For Bourdain, food is story

MANY people thought Anthony Bourdain had the most enviable career in existence. He didn’t deny it.

“I have the best job in the world,” the globe-trotting food-taster and culinary storyteller once told the New Yorker magazine, stating the rather obvious. “If I’m unhappy, it’s a failure of imagination.”

Bourdain’s stunned fans were mourning the loss of that singular imagination on Friday following his death from an apparent suicide, recalling everything from his fearless consumption of a beating cobra’s heart or a sheep testicle—“like any other testicle,” he remarked—to his outspoken support of the #MeToo movement, to his blissful paean to syrup-soaked pecan waffles at Waffle House.

“I want it all,” he wrote in his breakthrough 2000 memoir, “Kitchen Confidential.” ″I want to try everything once.” And it seemed that he pretty much accomplished that, traveling the globe some 200 days a year for his TV shows, reveling not in fancy tasting menus—which he scorned—but in simple pleasures like a cold beer and spicy noodles in Hanoi, which he once shared with former President Barack Obama. For him, food, though a huge pleasure, was more importantly a storytelling tool, and a passport to the world at large.

It was a lifestyle that, while undeniably glamorous, took a toll, he suggested in a 2017 New Yorker profile. “I change location every two weeks,” he said. “I’m not going to remember your birthday. I’m not going to be there for the important moments in your life.”

Not surprisingly, it was on the road, in eastern France, that Bourdain, 61, was found unresponsive Friday morning by good friend and chef Eric Ripert. He’d been working on an episode for the 12th season of his CNN show, “Parts Unknown.”

A prosecutor said he had apparently killed himself in a luxury hotel in the ancient village of Kaysersberg. He left behind an 11-year-old daughter, Ariane, from his second marriage. In a 2008 interview with The Associated Press, Bourdain had said his daughter’s birth had changed his outlook on life: “I feel obliged to at least do the best I can and not do anything really stupidly self-destructive if I can avoid it.”
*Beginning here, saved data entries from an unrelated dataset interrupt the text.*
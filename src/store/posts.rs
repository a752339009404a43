use async_trait::async_trait;
use chrono::Utc;
use tokio::sync::RwLock;

use super::{CollaboratorError, PostRegistry};
use crate::models::comment::AuthorSnapshot;
use crate::models::post::{Post, PostListParams, PostPage, PostStatus};

const DEFAULT_PAGE_SIZE: usize = 10;
const MAX_PAGE_SIZE: usize = 100;

/// A validated post ready to be stored.
#[derive(Debug, Clone)]
pub struct PostDraft {
    pub title: String,
    pub content: String,
    pub excerpt: String,
    pub tags: Vec<String>,
    pub featured_image: Option<String>,
    pub author: AuthorSnapshot,
}

/// Validated partial edits; `None` leaves a field as is.
#[derive(Debug, Default, Clone)]
pub struct PostChanges {
    pub title: Option<String>,
    pub content: Option<String>,
    pub excerpt: Option<String>,
    pub tags: Option<Vec<String>>,
    pub featured_image: Option<String>,
}

struct Inner {
    posts: Vec<Post>,
    next_id: i64,
}

pub struct PostStore {
    inner: RwLock<Inner>,
}

impl Default for PostStore {
    fn default() -> Self {
        Self::new()
    }
}

impl PostStore {
    pub fn new() -> Self {
        Self {
            inner: RwLock::new(Inner {
                posts: Vec::new(),
                next_id: 1,
            }),
        }
    }

    pub async fn insert(&self, draft: PostDraft) -> Post {
        let mut inner = self.inner.write().await;
        let now = Utc::now();
        let post = Post {
            id: inner.next_id,
            title: draft.title,
            content: draft.content,
            excerpt: draft.excerpt,
            author_id: draft.author.id,
            author: draft.author,
            created_at: now,
            updated_at: now,
            tags: draft.tags,
            status: PostStatus::Published,
            featured_image: draft.featured_image,
        };
        inner.next_id += 1;
        inner.posts.push(post.clone());
        post
    }

    /// Any post, whatever its status.
    pub async fn get(&self, id: i64) -> Option<Post> {
        self.inner
            .read()
            .await
            .posts
            .iter()
            .find(|p| p.id == id)
            .cloned()
    }

    pub async fn get_published(&self, id: i64) -> Option<Post> {
        self.get(id)
            .await
            .filter(|p| p.status == PostStatus::Published)
    }

    /// Published posts, newest first, filtered and sliced into one page.
    pub async fn list(&self, params: &PostListParams) -> PostPage {
        let page = params.page.unwrap_or(1).max(1);
        let limit = params
            .limit
            .unwrap_or(DEFAULT_PAGE_SIZE)
            .clamp(1, MAX_PAGE_SIZE);
        let author = params.author.as_deref().map(str::to_lowercase);
        let tag = params.tag.as_deref().map(str::to_lowercase);

        let inner = self.inner.read().await;
        let mut matched: Vec<&Post> = inner
            .posts
            .iter()
            .filter(|p| p.status == PostStatus::Published)
            .filter(|p| {
                author
                    .as_deref()
                    .is_none_or(|a| p.author.username.to_lowercase().contains(a))
            })
            .filter(|p| {
                tag.as_deref()
                    .is_none_or(|t| p.tags.iter().any(|pt| pt.to_lowercase().contains(t)))
            })
            .collect();
        matched.sort_by(|a, b| b.created_at.cmp(&a.created_at).then_with(|| b.id.cmp(&a.id)));

        let total_posts = matched.len();
        let posts = matched
            .into_iter()
            .skip((page - 1).saturating_mul(limit))
            .take(limit)
            .cloned()
            .collect();

        PostPage {
            posts,
            total_posts,
            current_page: page,
            total_pages: total_posts.div_ceil(limit),
        }
    }

    /// Published posts of one author, newest first.
    pub async fn list_by_author(&self, author_id: i64) -> Vec<Post> {
        let inner = self.inner.read().await;
        let mut posts: Vec<Post> = inner
            .posts
            .iter()
            .filter(|p| p.author_id == author_id && p.status == PostStatus::Published)
            .cloned()
            .collect();
        posts.sort_by(|a, b| b.created_at.cmp(&a.created_at).then_with(|| b.id.cmp(&a.id)));
        posts
    }

    /// Applies edits and bumps `updated_at`. `None` if the post is gone.
    pub async fn update(&self, id: i64, changes: PostChanges) -> Option<Post> {
        let mut inner = self.inner.write().await;
        let post = inner.posts.iter_mut().find(|p| p.id == id)?;

        if let Some(title) = changes.title {
            post.title = title;
        }
        if let Some(content) = changes.content {
            post.content = content;
        }
        if let Some(excerpt) = changes.excerpt {
            post.excerpt = excerpt;
        }
        if let Some(tags) = changes.tags {
            post.tags = tags;
        }
        if let Some(image) = changes.featured_image {
            post.featured_image = Some(image);
        }
        post.updated_at = Utc::now();

        Some(post.clone())
    }

    pub async fn remove(&self, id: i64) -> Option<Post> {
        let mut inner = self.inner.write().await;
        let index = inner.posts.iter().position(|p| p.id == id)?;
        Some(inner.posts.remove(index))
    }
}

#[async_trait]
impl PostRegistry for PostStore {
    async fn exists(&self, post_id: i64) -> Result<bool, CollaboratorError> {
        Ok(self.inner.read().await.posts.iter().any(|p| p.id == post_id))
    }
}
use std::sync::Arc;

use axum::{
    Extension, Json,
    extract::{Path, Query, State},
    http::StatusCode,
    response::IntoResponse,
};
use serde_json::json;
use validator::Validate;

use crate::{
    error::AppError,
    models::{
        comment::AuthorSnapshot,
        post::{CreatePostRequest, PostListParams, UpdatePostRequest, excerpt_from},
    },
    store::{
        CommentStore, PostStore, ReactionStore, UserStore,
        posts::{PostChanges, PostDraft},
    },
    utils::{html::clean_html, jwt::Claims},
};

/// List published posts (Recent first).
/// Supports author/tag filters and page-based pagination.
pub async fn list_posts(
    State(posts): State<Arc<PostStore>>,
    Query(params): Query<PostListParams>,
) -> Result<impl IntoResponse, AppError> {
    Ok(Json(posts.list(&params).await))
}

/// Get a single published post by ID.
pub async fn get_post(
    State(posts): State<Arc<PostStore>>,
    Path(id): Path<i64>,
) -> Result<impl IntoResponse, AppError> {
    let post = posts
        .get_published(id)
        .await
        .ok_or(AppError::NotFound("Post not found".to_string()))?;

    Ok(Json(post))
}

/// Published posts written by one user.
pub async fn list_user_posts(
    State(posts): State<Arc<PostStore>>,
    Path(user_id): Path<i64>,
) -> Result<impl IntoResponse, AppError> {
    Ok(Json(json!({ "posts": posts.list_by_author(user_id).await })))
}

/// Create a new post.
/// Requires: Login.
pub async fn create_post(
    State(posts): State<Arc<PostStore>>,
    State(users): State<Arc<UserStore>>,
    Extension(claims): Extension<Claims>,
    Json(mut payload): Json<CreatePostRequest>,
) -> Result<impl IntoResponse, AppError> {
    // 1. Validate payload (on trimmed text)
    payload.normalize();
    payload.validate()?;

    // 2. Snapshot the author
    let author = users
        .get(claims.user_id()?)
        .await
        .ok_or(AppError::NotFound("Author not found".to_string()))?;

    let content = clean_html(&payload.content);
    let excerpt = payload.excerpt.unwrap_or_else(|| excerpt_from(&content));

    // 3. Insert Post
    let post = posts
        .insert(PostDraft {
            title: payload.title,
            content,
            excerpt,
            tags: clean_tags(payload.tags),
            featured_image: payload.featured_image,
            author: AuthorSnapshot {
                id: author.id,
                username: author.username,
                avatar: author.avatar,
            },
        })
        .await;

    tracing::info!("Post {} created by user {}", post.id, post.author_id);

    Ok((
        StatusCode::CREATED,
        Json(json!({
            "message": "Post created successfully",
            "post": post,
        })),
    ))
}

/// Update a post.
/// Requires: Login + Author.
pub async fn update_post(
    State(posts): State<Arc<PostStore>>,
    Extension(claims): Extension<Claims>,
    Path(id): Path<i64>,
    Json(mut payload): Json<UpdatePostRequest>,
) -> Result<impl IntoResponse, AppError> {
    payload.normalize();
    payload.validate()?;
    let user_id = claims.user_id()?;

    // 1. Fetch Post to check ownership
    let post = posts
        .get(id)
        .await
        .ok_or(AppError::NotFound("Post not found".to_string()))?;

    // 2. Check Permission
    if post.author_id != user_id {
        return Err(AppError::Forbidden(
            "You can only edit your own posts".to_string(),
        ));
    }

    // 3. Apply. New content without an explicit excerpt regenerates it.
    let content = payload.content.as_deref().map(clean_html);
    let excerpt = match (payload.excerpt, content.as_deref()) {
        (Some(excerpt), _) => Some(excerpt),
        (None, Some(content)) => Some(excerpt_from(content)),
        (None, None) => None,
    };

    let post = posts
        .update(
            id,
            PostChanges {
                title: payload.title,
                content,
                excerpt,
                tags: payload.tags.map(clean_tags),
                featured_image: payload.featured_image,
            },
        )
        .await
        .ok_or(AppError::NotFound("Post not found".to_string()))?;

    Ok(Json(json!({
        "message": "Post updated successfully",
        "post": post,
    })))
}

/// Delete a post together with its comments and reactions.
/// Requires: Login + Author.
pub async fn delete_post(
    State(posts): State<Arc<PostStore>>,
    State(comments): State<Arc<dyn CommentStore>>,
    State(reactions): State<Arc<ReactionStore>>,
    Extension(claims): Extension<Claims>,
    Path(id): Path<i64>,
) -> Result<impl IntoResponse, AppError> {
    let user_id = claims.user_id()?;

    let post = posts
        .get(id)
        .await
        .ok_or(AppError::NotFound("Post not found".to_string()))?;

    if post.author_id != user_id {
        return Err(AppError::Forbidden(
            "You can only delete your own posts".to_string(),
        ));
    }

    posts.remove(id).await;
    let removed_comments = comments.remove_post(id).await;
    let removed_reactions = reactions.remove_post(id).await;

    tracing::info!(
        "Post {} deleted with {} comments and {} reactions",
        id,
        removed_comments,
        removed_reactions
    );

    Ok(Json(json!({ "message": "Post deleted successfully" })))
}

fn clean_tags(tags: Vec<String>) -> Vec<String> {
    tags.into_iter()
        .map(|t| t.trim().to_string())
        .filter(|t| !t.is_empty())
        .collect()
}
At the time of his death, his girlfriend was Asia Argento, the Italian actress who has accused Harvey Weinstein of rape. In an essay written after fellow chef Mario Batali was accused of sexual assault, Bourdain wrote that “one must pick a side ...I stand unhesitatingly and unwaveringly with the women.”

Argento wrote on Twitter Friday that Bourdain “was my love, my rock, my protector.”

Bourdain’s own mother, Gladys Bourdain, a longtime editor at The New York Times, said she had no indication that her son might have been thinking of suicide.

“He is absolutely the last person in the world I would have ever dreamed would do something like this,” she told the Times. “He had everything. Success beyond his wildest dreams. Money beyond his wildest dreams.”